Ideas and Institutional Stability: Dispute Settlement in Ghana

By Camille Steens

Much of the literature on justice in post-colonial societies assumes that the majority of the population of these societies prefers traditional ‘informal’ customary justice institutions. The case study of Ghana however shows a different tendency. In Ghana, land disputes can be adjudicated through different institutions: informal or family tribunals, chiefs’ courts, quasi-legal state agencies and the formal state courts. Surprisingly perhaps, the state courts are overworked by the popular demand for them, while there is popular resistance to consider out-of-court dispute settlement. State court judges are respected and the kind of justice provided by these institutions is seen as appropriate and fair.

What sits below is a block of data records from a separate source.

fn print_listing(heading: &str, items: &[String], format: OutputFormat) -> Result<()> {
    match format {
        OutputFormat::Json => {
            println!("{}", serde_json::to_string_pretty(items).into_diagnostic()?);
        }
        OutputFormat::Markdown => {
            println!("## {heading}\n");
            for item in items {
                println!("- {item}");
            }
        }
        OutputFormat::Text => {
            for item in items {
                println!("{item}");
            }
        }
    }
    Ok(())
}

/// Build the selection for a one-shot render.
fn render_selection(
    context: &DashboardContext,
    projects: &[String],
    tags: &[String],
    no_defaults: bool,
) -> Selection {
    let mut selection = if no_defaults {
        Selection::default()
    } else {
        context.default_selection()
    };
    if !projects.is_empty() {
        selection.projects = projects
            .iter()
            .map(|p| {
                context
                    .resolve_project(p)
                    .unwrap_or_else(|| p.trim().to_string())
            })
            .collect();
    }
    if !tags.is_empty() {
        selection.tags = tags.iter().map(|t| t.trim().to_uppercase()).collect();
    }
    selection
}

fn run_interactive(context: &DashboardContext, format: OutputFormat) -> Result<()> {
    let prompt = std::io::stdin().is_terminal();
    let compact = true;
    let mut session = Session::new(context);

    let view = session.render().into_diagnostic()?;
    print_view(&view, format, compact)?;

    let stdin = std::io::stdin();
    let mut lines = stdin.lock().lines();
    loop {
        if prompt {
            print!("devtrack> ");
            std::io::stdout().flush().into_diagnostic()?;
        }
        let Some(line) = lines.next() else {
            break;
        };
        let line = line.into_diagnostic().wrap_err("reading stdin")?;
        if line.trim().is_empty() {
            continue;
        }

        let interaction: Interaction = match line.parse() {
            Ok(interaction) => interaction,
            Err(e) => {
                eprintln!("error: {e}");
                continue;
            }
        };

        match session.apply(interaction).into_diagnostic()? {
            Outcome::Rendered(view) => print_view(&view, format, compact)?,
            Outcome::Listing(items) => print_listing("Options", &items, format)?,
            Outcome::Help => println!("{HELP}"),
            Outcome::Quit => break,
        }
    }

    tracing::debug!(passes = session.passes(), "interactive session ended");
    Ok(())
}

#[derive(serde::Serialize)]
struct CheckResult {
    name: &'static str,
    status: &'static str,
    detail: String,
    #[serde(skip_serializing_if = "Option::is_none")]
    hint: Option<String>,
}

impl CheckResult {
    fn pass(name: &'static str, detail: impl Into<String>) -> Self {
        Self {
            name,
            status: "pass",
            detail: detail.into(),
            hint: None,
        }
    }

    fn fail(name: &'static str, detail: impl Into<String>, hint: impl Into<String>) -> Self {
        Self {
            name,
            status: "fail",
            detail: detail.into(),
            hint: Some(hint.into()),
        }
    }

    fn info(name: &'static str, detail: impl Into<String>) -> Self {
        Self {
            name,
            status: "info",
            detail: detail.into(),
            hint: None,
        }
    }

    fn symbol(&self) -> &'static str {
        match self.status {
            "pass" => "\u{2713}",
            "fail" => "\u{2717}",
            _ => "~",
        }
    }

    fn colored_symbol(&self) -> String {
        match self.status {
            "pass" => "\x1b[32m\u{2713}\x1b[0m".into(),
            "fail" => "\x1b[31m\u{2717}\x1b[0m".into(),
            _ => "\x1b[33m~\x1b[0m".into(),
        }
    }
}

fn check_file<T>(
    name: &'static str,
    path: &Path,
    load: impl FnOnce(&Path) -> devtrack_core::Result<T>,
    describe: impl FnOnce(&T) -> String,
) -> CheckResult {
    if !path.exists() {
        return CheckResult::fail(
            name,
            format!("{} not found", path.display()),
            "set the path under [data] in .devtrack.toml or pass --data-dir",
        );
    }
    match load(path) {
        Ok(table) => CheckResult::pass(name, format!("{} ({})", path.display(), describe(&table))),
        Err(e) => CheckResult::fail(name, e.to_string(), "fix the file or point [data] at another one"),
    }
}

fn run_doctor(
    config: &TrackerConfig,
    source: Option<&Path>,
    format: OutputFormat,
    use_color: bool,
) -> Result<()> {
    let mut checks: Vec<CheckResult> = Vec::new();
    let cache = LoadCache::new();

    // 1. Config file
    match source {
        Some(path) => checks.push(CheckResult::pass(
            "config_file",
            format!("{} parsed", path.display()),
        )),
        None => checks.push(CheckResult::info(
            "config_file",
            format!("{CONFIG_FILE} not found, using defaults (run 'devtrack init' to create one)"),
        )),
    }

    // 2. Data files
    checks.push(check_file(
        "metadata",
        &config.data.metadata,
        |p| cache.metadata(p),
        |t| {
            format!(
                "{} rows, {} projects, {} tags",
                t.len(),
                t.projects().len(),
                t.tags().len()
            )
        },
    ));
    checks.push(check_file(
        "contributors",
        &config.data.contributors,
        |p| cache.contributors(p),
        |t| format!("{} rows", t.len()),
    ));
    let kinds = &config.dashboard.event_types;
    checks.push(check_file(
        "events",
        &config.data.events,
        |p| cache.events(p, kinds),
        |t| format!("{} rows of {} event types", t.len(), kinds.len()),
    ));

    // 3. Default selection
    if checks.iter().all(|c| c.status != "fail") {
        match DashboardContext::load(config, &cache) {
            Ok(context) => {
                let selection = context.default_selection();
                checks.push(CheckResult::info(
                    "default_selection",
                    format!(
                        "projects: [{}], tags: [{}]",
                        selection.projects.join(", "),
                        selection.tags.join(", ")
                    ),
                ));
            }
            Err(e) => checks.push(CheckResult::fail(
                "default_selection",
                e.to_string(),
                "run with --verbose for details",
            )),
        }
    }

    // Output
    match format {
        OutputFormat::Json => {
            let version = env!("CARGO_PKG_VERSION");
            let json = serde_json::json!({
                "version": version,
                "checks": checks,
            });
            println!("{}", serde_json::to_string_pretty(&json).into_diagnostic()?);
        }
        _ => {
            let version = env!("CARGO_PKG_VERSION");
            println!("devtrack v{version}: environment check\n");

            for check in &checks {
                let sym = if use_color {
                    check.colored_symbol()
                } else {
                    check.symbol().to_string()
                };
                let label = check.name.replace('_', " ");
                println!("  {sym} {label:<18} {}", check.detail);
                if let Some(hint) = &check.hint {
                    println!("    hint: {hint}");
                }
            }

            let passed = checks.iter().filter(|c| c.status == "pass").count();
            let failed = checks.iter().filter(|c| c.status == "fail").count();
            let info = checks.iter().filter(|c| c.status == "info").count();
            println!("\n{passed} checks passed, {failed} failed, {info} info");
        }
    }

    Ok(())
}

const DEFAULT_CONFIG: &str = r#"# devtrack configuration

[data]
# Input CSV files. Relative paths resolve against the working directory,
# or against --data-dir when given.
# metadata = "./data/2022-10-18-project_df.csv"
# contributors = "./data/2022-10-18-contributor_stats_by_month.csv"
# events = "./data/2022-10-18-gharchive_event_counts_by_month.csv"

[dashboard]
# Projects selected when a session starts
# default_projects = ["Ethereum"]
# Tags selected when a session starts; overrides default_tag_index
# default_tags = ["DEFI"]
# Index into the sorted tag list used when default_tags is empty
# default_tag_index = 7
# Event types kept when loading the event table
# event_types = ["ForkEvent", "IssuesEvent", "PullRequestEvent", "PushEvent", "WatchEvent"]
# Logarithmic y axis on every chart
# log_y = false

[filter]
# "substring" (DEFI also matches GAMEDEFI) or "word"
# tag_match = "substring"
"#;

fn main() -> Result<()> {
    miette::set_hook(Box::new(|_| {
        Box::new(
            miette::MietteHandlerOpts::new()
                .terminal_links(true)
                .build(),
        )
    }))
    .into_diagnostic()?;
    human_panic::setup_panic!();

    let cli = Cli::parse();
    init_tracing(cli.verbose);

    let use_color = match cli.color {
        ColorChoice::Always => true,
        ColorChoice::Never => false,
        ColorChoice::Auto => std::io::stdout().is_terminal() && std::env::var("NO_COLOR").is_err(),
    };

    match cli.command {
        None => {
            print_welcome(use_color);
            return Ok(());
        }
        Some(Command::Init) => {
            let path = Path::new(CONFIG_FILE);
            if path.exists() {
                miette::bail!(
                    help = "edit the existing file or delete it first",
                    "{} already exists",
                    CONFIG_FILE
                );
            }
            std::fs::write(path, DEFAULT_CONFIG).into_diagnostic()?;
            println!("Created {CONFIG_FILE} with default configuration");
            return Ok(());
        }
        Some(Command::Completions { shell }) => {
            let mut cmd = Cli::command();
            clap_complete::generate(shell, &mut cmd, "devtrack", &mut std::io::stdout());
            return Ok(());
        }
        _ => {}
    }

    let (config, source) = load_config(&cli)?;
    tracing::debug!(
        format = %cli.format,
        config = ?source,
        metadata = %config.data.metadata.display(),
        "configuration resolved"
    );

    if let Some(Command::Doctor) = cli.command {
        return run_doctor(&config, source.as_deref(), cli.format, use_color);
    }

    let cache = LoadCache::new();
    let show_spinner = std::io::stderr().is_terminal() && cli.format == OutputFormat::Text;
    let context = load_context(&config, &cache, show_spinner)?;

    match cli.command {
        Some(Command::Projects) => print_listing("Projects", context.projects(), cli.format)?,
        Some(Command::Tags) => print_listing("Tags", context.tags(), cli.format)?,
        Some(Command::Render {
            ref projects,
            ref tags,
            no_defaults,
        }) => {
            let selection = render_selection(&context, projects, tags, no_defaults);
            let view = context.render(&selection).into_diagnostic()?;
            print_view(&view, cli.format, false)?;
        }
        Some(Command::Interactive) => run_interactive(&context, cli.format)?,
        None | Some(Command::Init) | Some(Command::Doctor) | Some(Command::Completions { .. }) => {}
    }

    Ok(())
}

This is interesting to consider within the framework of thinking about ideas in institutional change, for before the British rule the traditional informal family courts were the only form of dispute settlement. The arrival of the British brought the system of state courts and emphasized the value of formal state courts versus informal dispute settlement. In order words, the British colonialists in Ghana created a “convention”: a shared idea that coordinates agents’ expectations, as defined by Mark Blythe (2002). Such a convention, Blythe argues, is a function of the ideas that have been used to “dismantle and replace the previous institutional order.” The British colonialists changed the formal institution available for dispute settlement because they had the idea that such a formal system with state courts was the best way to create an authoritative and enforceable judicial system. Blythe argues that once new institutions are constructed out of new ideas, these ideas “underpin” conventions and “make institutional stability possible.” 

When the British left Ghana the institutional order that they implemented remained the preferred route for dispute settlement among the Ghanaian population. This shows that the new institutions constructed through an ideal of a formalized judicial system by the British structured Ghanaians’ expectations about the future by creating the convention of preferred authoritative and enforceable settlements by the state.